Throughout this chapter, we reviewed the importance of experimental and control groups. These groups must be comparable in order for experimental design to work. Comparable groups are groups that are similar across factors important for the study. Researchers can help establish comparable groups by using probability sampling, random assignment, or matching techniques. Control or comparison groups give researchers an opportunity to explore what happens when similar people who do not receive the intervention. But if the experimental and control groups are not comparable, then the differences in outcome may not be due to the intervention. No groups are ever perfectly comparable. What’s important is ensuring groups are as similar as possible along variables relevant to the research project.

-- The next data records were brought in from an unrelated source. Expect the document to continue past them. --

use crate::player::PlayerRecord;
use crate::position::{normalize_position, PositionGroup};
use crate::scoring::{score_player, LegendScore, PeerDistributions, ScoreError, ScoringModel};
use serde::{Deserialize, Serialize};
use std::collections::BTreeMap;
use tracing::{debug, error, info, warn};

/// Provenance tag for rule-derived scores (manual curation uses tier 1).
pub const SOURCE_TIER_RULES: u8 = 2;

pub const DEFAULT_MIN_POSITION_PLAYERS: usize = 3;

#[derive(Debug, Clone)]
pub struct PipelineOptions {
    /// Groups smaller than this are skipped entirely
    pub min_position_players: usize,
}

impl Default for PipelineOptions {
    fn default() -> Self {
        Self {
            min_position_players: DEFAULT_MIN_POSITION_PLAYERS,
        }
    }
}

/// One row of the legend score table.
#[derive(Debug, Clone, PartialEq, Serialize, Deserialize)]
pub struct LegendRow {
    pub player_id: String,
    pub full_name: String,
    pub position: String,
    pub legend_score: f64,
    pub source_tier: u8,
}

#[derive(Debug, Clone)]
pub struct ScoredPlayer {
    pub row: LegendRow,
    pub detail: LegendScore,
}

#[derive(Debug, Clone, PartialEq)]
pub struct PlayerFailure {
    pub player_id: String,
    pub full_name: String,
    pub position: String,
    pub error: ScoreError,
}

#[derive(Debug, Clone, PartialEq, Eq)]
pub struct GroupSummary {
    pub position: String,
    pub players: usize,
    pub scored: bool,
}

#[derive(Debug, Default)]
pub struct PipelineOutcome {
    pub scored: Vec<ScoredPlayer>,
    pub groups: Vec<GroupSummary>,
    pub failures: Vec<PlayerFailure>,
    /// Players scored with the fallback weight table
    pub fallback_scored: usize,
    /// Players with no position label at all
    pub unlabeled: usize,
}

impl PipelineOutcome {
    /// True when no player received a legend score.
    pub fn is_empty(&self) -> bool {
        self.scored.is_empty()
    }

    pub fn rows(&self) -> impl Iterator<Item = &LegendRow> + '_ {
        self.scored.iter().map(|s| &s.row)
    }

    pub fn skipped_groups(&self) -> impl Iterator<Item = &GroupSummary> + '_ {
        self.groups.iter().filter(|g| !g.scored)
    }

    pub fn find(&self, player_id: &str) -> Option<&ScoredPlayer> {
        self.scored.iter().find(|s| s.row.player_id == player_id)
    }
}

/// Keep players with at least `min_games` career games. Zero keeps everyone.
pub fn filter_eligible(players: Vec<PlayerRecord>, min_games: u32) -> Vec<PlayerRecord> {
    if min_games == 0 {
        return players;
    }
    let threshold = f64::from(min_games);
    players
        .into_iter()
        .filter(|p| p.total_career_games.is_some_and(|g| g >= threshold))
        .collect()
}

/// Group players by normalized position, in a stable order. Returns the
/// groups and the number of players that had no position label.
pub fn group_by_position(
    players: &[PlayerRecord],
) -> (BTreeMap<PositionGroup, Vec<&PlayerRecord>>, usize) {
    let mut groups: BTreeMap<PositionGroup, Vec<&PlayerRecord>> = BTreeMap::new();
    let mut unlabeled = 0;
    for player in players {
        match normalize_position(player.primary_pos.as_deref()) {
            Some(group) => groups.entry(group).or_default().push(player),
            None => unlabeled += 1,
        }
    }
    (groups, unlabeled)
}

/// Per-group sizes and whether each group clears the size threshold.
pub fn plan_groups(players: &[PlayerRecord], options: &PipelineOptions) -> Vec<GroupSummary> {
    let (groups, _) = group_by_position(players);
    groups
        .iter()
        .map(|(group, members)| GroupSummary {
            position: group.to_string(),
            players: members.len(),
            scored: members.len() >= options.min_position_players,
        })
        .collect()
}

/// Score every player against the peers sharing their position.
///
/// A group is ranked only against itself, so scores from different runs are
/// comparable only when the input snapshot is the same.
pub fn process_players(
    players: &[PlayerRecord],
    options: &PipelineOptions,
    model: &ScoringModel,
) -> PipelineOutcome {
    let (groups, unlabeled) = group_by_position(players);
    let mut outcome = PipelineOutcome {
        unlabeled,
        ..PipelineOutcome::default()
    };
    if unlabeled > 0 {
        warn!("Excluding {} players with no position", unlabeled);
    }

    for (group, members) in &groups {
        let label = group.to_string();

        if members.len() < options.min_position_players {
            warn!("Skipping {} - only {} players", label, members.len());
            outcome.groups.push(GroupSummary {
                position: label,
                players: members.len(),
                scored: false,
            });
            continue;
        }

        info!("Processing {} players...", label);
        let lookup = model.weights_for(group);
        if lookup.used_fallback {
            warn!(
                "No weight table for {}, scoring {} players with {} weights",
                label,
                members.len(),
                lookup.source
            );
        }

        // Distributions are fixed before any member is scored
        let peers = PeerDistributions::from_members(members, model.undrafted_pick());

        for player in members {
            match score_player(player, group, &peers, model) {
                Ok(detail) => {
                    if detail.used_fallback {
                        outcome.fallback_scored += 1;
                    }
                    outcome.scored.push(ScoredPlayer {
                        row: LegendRow {
                            player_id: player.player_id.clone(),
                            full_name: player.full_name.clone(),
                            position: label.clone(),
                            legend_score: round2(detail.score),
                            source_tier: SOURCE_TIER_RULES,
                        },
                        detail,
                    });
                }
                Err(e) => {
                    error!(
                        "Error processing {} ({}): {}",
                        player.player_id, player.full_name, e
                    );
                    outcome.failures.push(PlayerFailure {
                        player_id: player.player_id.clone(),
                        full_name: player.full_name.clone(),
                        position: label.clone(),
                        error: e,
                    });
                }
            }
        }

        debug!("{}: {} players in peer group", label, members.len());
        outcome.groups.push(GroupSummary {
            position: label,
            players: members.len(),
            scored: true,
        });
    }

    outcome
}

fn round2(value: f64) -> f64 {
    (value * 100.0).round() / 100.0
}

In our restaurant example, if one of the groups had far more vegetarians or people with gluten issues, it might influence how satisfied they were with the restaurant. The groups, in that case, would not be comparable. Researchers can account for this by measuring other variables, like dietary preference, and controlling for their effects statistically, after the data are collected. We discussed control variables like these in Chapter 4. When some factor related to selecting research participants prevents the groups from being comparable, then selection bias is introduced into the sample. This could happen if a researcher cho0ses clients from one agency to belong to the experimental group and those from another agency to be in the comparison group, when the agencies serve different types of people. Selection bias is a reason experimenters use random assignment, so conscious and unconscious bias do not influence to which group a participant is assigned. Sometimes, the groups are comparable at the start of the experiment, but people drop out of the experiment. Mortality is the term we use to describe when a group changes because of people dropping out of the study. In our restaurant example, this could happen if vegetarians dropped out of the experimental group because the restaurant being tested didn’t have vegetarian options.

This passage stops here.